_EXERCISE BRIEF:_
Each line of the entries that mentions the string "document" needs to be reported.

Dataset items:

[Start of Attachment]

fn read_page(reader: &mut Reader<&[u8]>, start: &BytesStart<'_>) -> Result<Page, DecodeError> {
    let mut page = Page::default();
    read_attrs(start, &mut page, PAGE_FIELDS)?;

    let mut raw = None;
    let mut text = String::new();
    loop {
        match next_event(reader)? {
            Event::Start(start) | Event::Empty(start)
                if is(&start, MODEL_TAG) && raw.is_some() =>
            {
                return Err(DecodeError::UnexpectedElement {
                    expected: PAGE_END,
                    found: element_name(&start),
                });
            }
            Event::Start(start) if is(&start, MODEL_TAG) => {
                raw = Some(read_model(reader, &start, false)?);
            }
            Event::Empty(start) if is(&start, MODEL_TAG) => {
                raw = Some(read_model(reader, &start, true)?);
            }
            Event::Start(start) | Event::Empty(start) => {
                return Err(DecodeError::UnexpectedElement {
                    expected: MODEL_TAG,
                    found: element_name(&start),
                });
            }
            Event::Text(chunk) => {
                let chunk = chunk.unescape().map_err(xml_error)?;
                text.push_str(&chunk);
            }
            Event::CData(chunk) => {
                let chunk = std::str::from_utf8(&chunk)
                    .map_err(|_| DecodeError::InvalidUtf8 { context: "page body" })?;
                text.push_str(chunk);
            }
            Event::End(_) => break,
            Event::Eof => return Err(unexpected_eof(PAGE_TAG)),
            _ => {}
        }
    }

    let blank = text.trim().is_empty();
    let body = match raw {
        Some(model) if blank => PageBody::Raw(Cow::Owned(model)),
        // A raw model and a packed blob in the same page.
        Some(_) => {
            return Err(DecodeError::UnexpectedElement {
                expected: PAGE_END,
                found: "text".to_string(),
            });
        }
        None if !blank => PageBody::Packed(Cow::Owned(text)),
        None => return Err(DecodeError::MissingElement { element: MODEL_TAG }),
    };
    trace!(page = page.id.as_str(), form:? = body.form(); "Read page body");
    page.model = body.resolve()?;
    Ok(page)
}
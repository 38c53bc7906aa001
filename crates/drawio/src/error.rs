//! Error types for mxfile encoding and decoding.

use thiserror::Error;

/// Pipeline step a [`DecodeError`] originated from.
#[derive(Debug, Clone, Copy, PartialEq, Eq)]
pub enum DecodeStage {
    /// Outer or inner XML structure.
    Xml,
    /// Base64 layer of a packed page body.
    Base64,
    /// Raw deflate layer of a packed page body.
    Inflate,
    /// Percent-escape layer of a packed page body.
    Unescape,
    /// Attribute values and model-level constraints.
    Model,
}

impl DecodeStage {
    /// Returns a short lowercase name for the stage (e.g., "inflate").
    pub fn name(&self) -> &'static str {
        match self {
            DecodeStage::Xml => "xml",
            DecodeStage::Base64 => "base64",
            DecodeStage::Inflate => "inflate",
            DecodeStage::Unescape => "unescape",
            DecodeStage::Model => "model",
        }
    }
}

/// Error while reading an mxfile document.
///
/// Every variant is fatal: a document either decodes completely or not at all.
#[derive(Debug, Clone, PartialEq, Error)]
pub enum DecodeError {
    // === XML structure ===
    #[error("malformed XML: {0}")]
    Xml(String),

    #[error("missing <{element}> element")]
    MissingElement { element: &'static str },

    #[error("unexpected <{found}> element, expected <{expected}>")]
    UnexpectedElement {
        expected: &'static str,
        found: String,
    },

    // === Packed body ===
    #[error("invalid base64 in page body: {0}")]
    Base64(String),

    #[error("corrupt deflate stream: {0}")]
    Inflate(String),

    #[error("deflate stream truncated after {consumed} of {len} bytes")]
    TruncatedStream { consumed: usize, len: usize },

    #[error("invalid percent escape at byte {position}")]
    InvalidEscape { position: usize },

    #[error("invalid UTF-8 in {context}")]
    InvalidUtf8 { context: &'static str },

    // === Model ===
    #[error("<{element}> is missing required attribute {attribute:?}")]
    MissingAttribute {
        element: &'static str,
        attribute: &'static str,
    },

    #[error("invalid integer {value:?} for attribute {attribute:?}")]
    InvalidNumber {
        attribute: &'static str,
        value: String,
    },

    #[error("{field} length {len} exceeds maximum {max}")]
    LengthExceedsLimit {
        field: &'static str,
        len: usize,
        max: usize,
    },
}

impl DecodeError {
    /// Returns the pipeline stage this error belongs to.
    pub fn stage(&self) -> DecodeStage {
        match self {
            DecodeError::Xml(_)
            | DecodeError::MissingElement { .. }
            | DecodeError::UnexpectedElement { .. } => DecodeStage::Xml,
            DecodeError::Base64(_) => DecodeStage::Base64,
            DecodeError::Inflate(_) | DecodeError::TruncatedStream { .. } => DecodeStage::Inflate,
            DecodeError::InvalidEscape { .. } | DecodeError::InvalidUtf8 { .. } => {
                DecodeStage::Unescape
            }
            DecodeError::MissingAttribute { .. }
            | DecodeError::InvalidNumber { .. }
            | DecodeError::LengthExceedsLimit { .. } => DecodeStage::Model,
        }
    }
}

/// Error while writing an mxfile document.
#[derive(Debug, Clone, PartialEq, Error)]
pub enum EncodeError {
    #[error("XML writer failed: {0}")]
    Xml(String),

    #[error("deflate compression failed: {0}")]
    Deflate(String),

    #[error("unsupported indent {indent:?}: expected one repeated space or tab")]
    UnsupportedIndent { indent: String },
}

#[cfg(test)]
mod tests {
    use super::*;

    #[test]
    fn test_stage_mapping() {
        assert_eq!(DecodeError::Base64("x".into()).stage(), DecodeStage::Base64);
        assert_eq!(
            DecodeError::TruncatedStream { consumed: 3, len: 3 }.stage(),
            DecodeStage::Inflate
        );
        assert_eq!(DecodeError::InvalidEscape { position: 0 }.stage(), DecodeStage::Unescape);
        assert_eq!(
            DecodeError::MissingElement { element: "diagram" }.stage(),
            DecodeStage::Xml
        );
        assert_eq!(
            DecodeError::InvalidNumber { attribute: "x", value: "1.5".into() }.stage(),
            DecodeStage::Model
        );
    }

    #[test]
    fn test_messages() {
        let err = DecodeError::MissingAttribute { element: "mxCell", attribute: "id" };
        assert_eq!(err.to_string(), "<mxCell> is missing required attribute \"id\"");
        assert_eq!(DecodeStage::Inflate.name(), "inflate");
    }
}
//! Dew point.

/// Magnus coefficient `b` (Arden Buck).
const B: f64 = 18.678;

/// Magnus coefficient `c` in °C (Arden Buck).
const C: f64 = 257.14;

/// Buck enhancement coefficient `d` in °C.
const D: f64 = 234.5;

/// Dew point in °C of air at `temp_c` and relative humidity `rh` percent.
///
/// Uses the Magnus form with the Arden Buck constants:
///
/// ```text
/// γ  = ln(rh/100 · e^((b − T/d)(T/(c + T))))
/// Td = c·γ / (b − γ)
/// ```
pub fn dew_point(temp_c: f64, rh: f64) -> f64 {
    let gamma = (rh / 100.0 * ((B - temp_c / D) * (temp_c / (C + temp_c))).exp()).ln();
    C * gamma / (B - gamma)
}
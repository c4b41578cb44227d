//! # cirrus
//!
//! Weather station observation log and realtime statistics engine.
//!
//! cirrus stores timestamped sensor readings from a weather station and, on
//! its own cadence, derives a snapshot of meteorological statistics (daily
//! extremes, trends, comfort indices, daylight) which it encodes as the
//! fixed-format realtime text record read by weather display software.
//!
//! ## Key Properties
//!
//! - Append-only, fsynced journal replayed into a sorted in-memory index
//! - Half-open windowed queries with local-calendar boundaries
//! - Every snapshot is computed from one consistent view of the store
//! - Byte-identical realtime records for equal snapshots
//!
//! ## Quick Start
//!
//! ```rust,no_run
//! use chrono::Utc;
//! use cirrus::{GeneratorConfig, Observation, ObservationStore, StatisticsGenerator, Store};
//!
//! # fn main() -> Result<(), Box<dyn std::error::Error>> {
//! let store = Store::open("./weather")?;
//!
//! let mut reading = Observation::new(Utc::now());
//! reading.temp_outdoor_c = 8.4;
//! reading.humidity_outdoor = 84;
//! store.insert(reading)?;
//!
//! let generator = StatisticsGenerator::new(store, GeneratorConfig::default());
//! let stats = generator.generate(&Utc::now())?;
//! let record = cirrus::realtime::marshal(&stats);
//! println!("{}", String::from_utf8_lossy(&record));
//! # Ok(())
//! # }
//! ```
//!
//! ## Architecture
//!
//! - [`Store`]: Durable observation log behind the [`ObservationStore`] trait
//! - [`StatisticsGenerator`]: Builds a [`Statistics`] snapshot for an instant
//! - [`realtime::marshal`]: Encodes a snapshot as the 59-field record
//! - [`RealtimeService`]: Scheduled generate, write and publish loop
//!
//! ## Modules
//!
//! - [`store`]: Store traits and the journal-backed store
//! - [`journal`]: On-disk record format
//! - [`query`]: Windowed queries over sorted observations
//! - [`window`]: Half-open windows and local calendar boundaries
//! - [`meteorology`]: Dew point, comfort indices, wind and daylight
//! - [`generator`]: Statistics generation
//! - [`ingest`]: Loading observations from JSON lines
//! - [`realtime`]: Realtime record encoding
//! - [`service`], [`schedule`], [`events`]: Publishing loop and notifications
//! - [`config`]: TOML configuration
//! - [`error`]: Error types

pub mod config;
pub mod error;
pub mod events;
pub mod generator;
pub mod ingest;
pub mod journal;
pub mod meteorology;
pub mod observation;
pub mod query;
pub mod realtime;
pub mod schedule;
pub mod service;
pub mod statistics;
pub mod store;
pub mod window;

// Re-export primary API types at crate root for convenience.
pub use config::Config;
pub use error::{CirrusError, Result};
pub use events::{Event, EventBus};
pub use generator::{BarometricMeasurement, GeneratorConfig, StatisticsGenerator};
pub use ingest::{IngestSummary, OnBadLine, ingest_lines};
pub use observation::{Column, Observation};
pub use service::RealtimeService;
pub use statistics::Statistics;
pub use store::{ObservationStore, ObservationView, Store};
pub use window::Window;
//! Error types for the cirrus weather statistics engine.

use chrono::{DateTime, Utc};
use thiserror::Error;

/// The main error type for all cirrus operations.
///
/// This enum covers every failure that can surface from the store, the
/// journal, statistics generation, configuration loading and the realtime
/// service loop.
#[derive(Error, Debug)]
pub enum CirrusError {
    /// Error opening or querying the observation store.
    #[error("store error: {0}")]
    Store(#[from] StoreError),

    /// Error reading or appending the on-disk journal.
    #[error("journal error: {0}")]
    Journal(#[from] JournalError),

    /// Error while generating a statistics snapshot.
    #[error("generate error: {0}")]
    Generate(#[from] GenerateError),

    /// Error loading or validating configuration.
    #[error("config error: {0}")]
    Config(#[from] ConfigError),

    /// Error in the realtime publishing service.
    #[error("service error: {0}")]
    Service(#[from] ServiceError),

    /// Error reading observations from a JSON lines source.
    #[error("ingest error: {0}")]
    Ingest(#[from] IngestError),
}

/// Errors that can occur when opening or using a store.
#[derive(Error, Debug)]
pub enum StoreError {
    /// The store directory could not be created or accessed.
    #[error("failed to access store directory '{path}': {source}")]
    DirectoryAccess {
        /// The path that could not be accessed.
        path: String,
        /// The underlying I/O error.
        #[source]
        source: std::io::Error,
    },

    /// An internal lock was poisoned by a panicking writer.
    #[error("store lock poisoned")]
    Poisoned,
}

/// Errors that can occur during journal I/O.
#[derive(Error, Debug)]
pub enum JournalError {
    /// Failed to open or create the journal file.
    #[error("failed to open journal '{path}': {source}")]
    OpenFailed {
        /// The journal file path.
        path: String,
        /// The underlying I/O error.
        #[source]
        source: std::io::Error,
    },

    /// Failed to append a record to the journal.
    #[error("failed to append to journal '{path}' at offset {offset}: {source}")]
    AppendFailed {
        /// The journal file path.
        path: String,
        /// The byte offset where the append started.
        offset: u64,
        /// The underlying I/O error.
        #[source]
        source: std::io::Error,
    },

    /// Another process already holds the journal open.
    #[error("journal '{path}' is in use by another process")]
    Locked {
        /// The journal file path.
        path: String,
    },

    /// Failed to memory-map the journal for replay.
    #[error("failed to map journal '{path}': {source}")]
    MapFailed {
        /// The journal file path.
        path: String,
        /// The underlying I/O error.
        #[source]
        source: std::io::Error,
    },

    /// The journal header or a record is invalid.
    #[error("journal '{path}' is corrupted: {reason}")]
    Corrupted {
        /// The journal file path.
        path: String,
        /// Description of the corruption.
        reason: String,
    },
}

/// Errors that can occur while ingesting JSON lines.
#[derive(Error, Debug)]
pub enum IngestError {
    /// The source could not be read.
    #[error("failed to read observations: {source}")]
    Read {
        /// The underlying I/O error.
        #[source]
        source: std::io::Error,
    },

    /// A line is not a valid observation.
    #[error("line {line}: {source}")]
    Parse {
        /// One-based line number.
        line: usize,
        /// The underlying JSON error.
        #[source]
        source: serde_json::Error,
    },
}

/// Errors that can occur while generating statistics.
#[derive(Error, Debug)]
pub enum GenerateError {
    /// No observation exists at or before the requested instant.
    ///
    /// Callers should skip publishing for this cycle.
    #[error("no observation recorded at or before {at}")]
    NoObservation {
        /// The instant statistics were requested for.
        at: DateTime<Utc>,
    },
}

/// Errors that can occur when loading or validating configuration.
#[derive(Error, Debug)]
pub enum ConfigError {
    /// The configuration file could not be read.
    #[error("failed to read config '{path}': {source}")]
    Read {
        /// The config file path.
        path: String,
        /// The underlying I/O error.
        #[source]
        source: std::io::Error,
    },

    /// The configuration file is not valid TOML for the expected schema.
    #[error("failed to parse config '{path}': {source}")]
    Parse {
        /// The config file path.
        path: String,
        /// The underlying TOML error.
        #[source]
        source: toml::de::Error,
    },

    /// A configuration value is out of range or malformed.
    #[error("invalid value for {key}: {reason}")]
    InvalidValue {
        /// The offending key.
        key: &'static str,
        /// Why the value is invalid.
        reason: String,
    },
}

/// Errors that can occur in the realtime publishing service.
#[derive(Error, Debug)]
pub enum ServiceError {
    /// Failed to write the realtime record to disk.
    #[error("failed to write realtime record to '{path}': {source}")]
    WriteFailed {
        /// The output path.
        path: String,
        /// The underlying I/O error.
        #[source]
        source: std::io::Error,
    },
}

impl CirrusError {
    /// Returns `true` if this error means no data has been recorded yet.
    pub fn is_no_observation(&self) -> bool {
        matches!(self, Self::Generate(GenerateError::NoObservation { .. }))
    }
}

/// Type alias for `Result<T, CirrusError>`.
pub type Result<T> = std::result::Result<T, CirrusError>;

[End of Attachment]

_TASK RESULT:_
/// Error while reading an mxfile document.
/// Every variant is fatal: a document either decodes completely or not at all.
/// Error while writing an mxfile document.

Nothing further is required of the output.